Mit den Landeskundlern seiner Heimat war P. Thomas Naupp gut vernetzt. 1988 wurde er in die Historische Sektion der Bayerischen Benediktinerakademie 1988 aufgenommen. Als hohe Anerkennung seiner Arbeit erhielt er 2015 die Verdienstmedaille des Landes Tirol.

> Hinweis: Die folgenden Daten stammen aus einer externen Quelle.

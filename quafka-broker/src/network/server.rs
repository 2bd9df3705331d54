//! TCP server lifecycle: bind, serve in the background, report, shut down.

use crate::{
    network::{listener::TcpListener, session::SessionRegistry},
    routing::RequestRouter,
};
use quafka_core::{config::ServerConfig, Error, Result};
use std::{net::SocketAddr, sync::Arc, time::Duration};
use tokio::{sync::broadcast, task::JoinHandle};
use tracing::{info, warn};

/// Line-protocol TCP server.
#[derive(Debug)]
pub struct TcpServer {
    config: ServerConfig,
    router: RequestRouter,
    registry: Arc<SessionRegistry>,
    shutdown_tx: Option<broadcast::Sender<()>>,
    server_task: Option<JoinHandle<Result<()>>>,
    metrics_task: Option<JoinHandle<()>>,
    local_addr: Option<SocketAddr>,
    metrics_interval: Duration,
}

impl TcpServer {
    /// Create a stopped server.
    ///
    /// # Errors
    /// Returns a configuration error if the limits are zero.
    pub fn new(config: ServerConfig, router: RequestRouter) -> Result<Self> {
        validate(&config)?;
        let registry = Arc::new(SessionRegistry::new(config.max_connections));
        Ok(Self {
            config,
            router,
            registry,
            shutdown_tx: None,
            server_task: None,
            metrics_task: None,
            local_addr: None,
            metrics_interval: Duration::from_secs(10),
        })
    }

    /// Bind and start accepting in the background. Returns the bound address.
    ///
    /// # Errors
    /// Fails if already running or if binding fails.
    pub async fn start(&mut self) -> Result<SocketAddr> {
        if self.is_running() {
            return Err(Error::server("server is already running"));
        }

        let listener =
            TcpListener::bind(&self.config, self.router.clone(), Arc::clone(&self.registry))
                .await?;
        let local_addr = listener.local_addr();

        let (shutdown_tx, _) = broadcast::channel(1);
        self.server_task = Some(tokio::spawn(listener.run(shutdown_tx.subscribe())));

        let registry = Arc::clone(&self.registry);
        let metrics_shutdown = shutdown_tx.subscribe();
        let period = self.metrics_interval;
        self.metrics_task = Some(tokio::spawn(async move {
            metrics_collection_task(registry, period, metrics_shutdown).await;
        }));

        self.shutdown_tx = Some(shutdown_tx);
        self.local_addr = Some(local_addr);
        info!(
            "TCP server started on {} (max connections: {})",
            local_addr, self.config.max_connections
        );
        Ok(local_addr)
    }

    /// Stop accepting, close sessions and wait for the accept task.
    ///
    /// # Errors
    /// Fails if the server is not running.
    pub async fn stop(&mut self) -> Result<()> {
        let Some(shutdown_tx) = self.shutdown_tx.take() else {
            return Err(Error::server("server is not running"));
        };
        let _ = shutdown_tx.send(());

        if let Some(task) = self.server_task.take() {
            match task.await {
                Ok(Ok(())) => {},
                Ok(Err(e)) => warn!("Listener finished with error: {}", e),
                Err(e) => warn!("Listener task failed: {}", e),
            }
        }
        if let Some(task) = self.metrics_task.take() {
            task.abort();
        }

        self.local_addr = None;
        info!("TCP server stopped");
        Ok(())
    }

    /// Whether the accept task is alive.
    pub fn is_running(&self) -> bool {
        self.server_task.as_ref().is_some_and(|task| !task.is_finished())
    }

    /// Bound address while running.
    pub fn local_addr(&self) -> Option<SocketAddr> {
        self.local_addr
    }

    /// Session registry.
    pub fn sessions(&self) -> &Arc<SessionRegistry> {
        &self.registry
    }

    /// Server configuration.
    pub fn config(&self) -> &ServerConfig {
        &self.config
    }
}

fn validate(config: &ServerConfig) -> Result<()> {
    if config.max_connections == 0 {
        return Err(Error::configuration("max_connections must be greater than 0"));
    }
    if config.worker_threads == 0 {
        return Err(Error::configuration("worker_threads must be greater than 0"));
    }
    if config.backlog == 0 {
        return Err(Error::configuration("backlog must be greater than 0"));
    }
    Ok(())
}

async fn metrics_collection_task(
    registry: Arc<SessionRegistry>,
    period: Duration,
    mut shutdown_rx: broadcast::Receiver<()>,
) {
    let mut interval = tokio::time::interval(period);
    interval.tick().await;

    loop {
        tokio::select! {
            _ = interval.tick() => {
                info!(
                    "Session metrics - Active: {}, Total: {}",
                    registry.active_count(),
                    registry.total_accepted()
                );
            }
            _ = shutdown_rx.recv() => break,
        }
    }
}

/// Builder for [`TcpServer`].
#[derive(Debug)]
pub struct TcpServerBuilder {
    config: ServerConfig,
    metrics_interval: Duration,
}

impl Default for TcpServerBuilder {
    fn default() -> Self {
        Self::new()
    }
}

impl TcpServerBuilder {
    /// Builder starting from [`ServerConfig::default`].
    pub fn new() -> Self {
        Self { config: ServerConfig::default(), metrics_interval: Duration::from_secs(10) }
    }

    /// Replace the whole server configuration.
    #[must_use]
    pub fn config(mut self, config: ServerConfig) -> Self {
        self.config = config;
        self
    }

    /// Set the bind host and port.
    #[must_use]
    pub fn bind(mut self, host: impl Into<String>, port: u16) -> Self {
        self.config.host = host.into();
        self.config.port = port;
        self
    }

    /// Set the session limit.
    #[must_use]
    pub fn max_connections(mut self, max: usize) -> Self {
        self.config.max_connections = max;
        self
    }

    /// Set the number of concurrently served sessions.
    #[must_use]
    pub fn worker_threads(mut self, workers: usize) -> Self {
        self.config.worker_threads = workers;
        self
    }

    /// Set the period of the session metrics log line.
    #[must_use]
    pub fn metrics_interval(mut self, period: Duration) -> Self {
        self.metrics_interval = period;
        self
    }

    /// Build the server.
    ///
    /// # Errors
    /// Returns a configuration error if the limits are zero.
    pub fn build(self, router: RequestRouter) -> Result<TcpServer> {
        let mut server = TcpServer::new(self.config, router)?;
        server.metrics_interval = self.metrics_interval;
        Ok(server)
    }
}
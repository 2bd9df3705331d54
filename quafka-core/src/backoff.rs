//! Exponential backoff as a pure function, plus the timer seam that waits it out.
//!
//! Retry and reconnect loops compute their delays with [`Backoff`] and suspend
//! through a [`Sleeper`], so tests can substitute a recording timer instead of
//! waiting in real time.

use async_trait::async_trait;
use std::time::Duration;

/// Doubling delay schedule capped at a maximum.
#[derive(Debug, Clone, Copy, PartialEq, Eq)]
pub struct Backoff {
    initial: Duration,
    max: Duration,
}

impl Backoff {
    /// Create a schedule starting at `initial` and never exceeding `max`.
    #[must_use]
    pub const fn new(initial: Duration, max: Duration) -> Self {
        Self { initial, max }
    }

    /// First delay.
    #[must_use]
    pub const fn initial(&self) -> Duration {
        self.initial
    }

    /// Delay cap.
    #[must_use]
    pub const fn max(&self) -> Duration {
        self.max
    }

    /// `min(initial * 2^(attempt - 1), max)` for `attempt >= 1`, zero otherwise.
    #[must_use]
    pub fn delay_for(&self, attempt: u32) -> Duration {
        if attempt == 0 {
            return Duration::ZERO;
        }
        1u32.checked_shl(attempt - 1)
            .and_then(|factor| self.initial.checked_mul(factor))
            .map_or(self.max, |delay| delay.min(self.max))
    }

    /// Delay following `current`: doubled, capped at `max`.
    #[must_use]
    pub fn next_delay(&self, current: Duration) -> Duration {
        current.checked_mul(2).map_or(self.max, |d| d.min(self.max))
    }
}

/// Suspension point used between attempts.
#[async_trait]
pub trait Sleeper: Send + Sync {
    /// Wait for `duration`.
    async fn sleep(&self, duration: Duration);
}

/// [`Sleeper`] backed by the tokio timer.
#[derive(Debug, Clone, Copy, Default)]
pub struct TokioSleeper;

#[async_trait]
impl Sleeper for TokioSleeper {
    async fn sleep(&self, duration: Duration) {
        tokio::time::sleep(duration).await;
    }
}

All das gelang Pater Tomas Naupp neben seiner Arbeiter als Seelsorger. Von 1980 bis 1993 wirkte er als Kooperator in Achenkirch, von 1994 bis 2010 als Pfarrer von Fiecht und dann für kurze Zeit als Pfarrprovisor in Stans. Zudem unterrichtete er in sechs Volks- und Hauptschulen als Religionslehrer. Nach einer kurzen Sabbatzeit in der Abtei Muri-Gries übernahm er 2011 die Stelle des Pfarrprovisors in der kaum 300 Katholiken zählenden Pfarrei Steinberg am Rofan. Von dort aus erlebte er, wie sein Konvent nach längerer Vorbereitung im Jahr 2019 von Fiecht an seinen ursprünglichen Sitz St. Georgenberg zurückkehrte.
2022 wurde bei Pater Thomas Naupp ihm ein schwer zu behandelnder Krebs festgestellt. Er blieb weiter ein fleißiger Arbeiter und bewies seine Liebe zu Steinberg unter anderem in der am 8. Januar 2023 vom Bayerischen Rundfunk ausgestrahlten Doku „Eiseskälte – Wintergeschichten rund um den Achensee“, in der er vor der Kamera freundlich geistliche und historische Informationen gab. Auch vor den neuen Medien hatte er keine Scheu und legte bereits 2017 einen Youtube-Kanal (https://www.youtube.com/@thomasnaupp/featured) an, in dem er noch zwei Monate vor seinem bereits absehbaren Tod ein Video über Steinberg am Rofan einstellte.
Pater Thomas Naupp starb am 7. Juni 2023. Die Bayerische Benediktinerakademie behält ihn in dankbarer Erinnerung.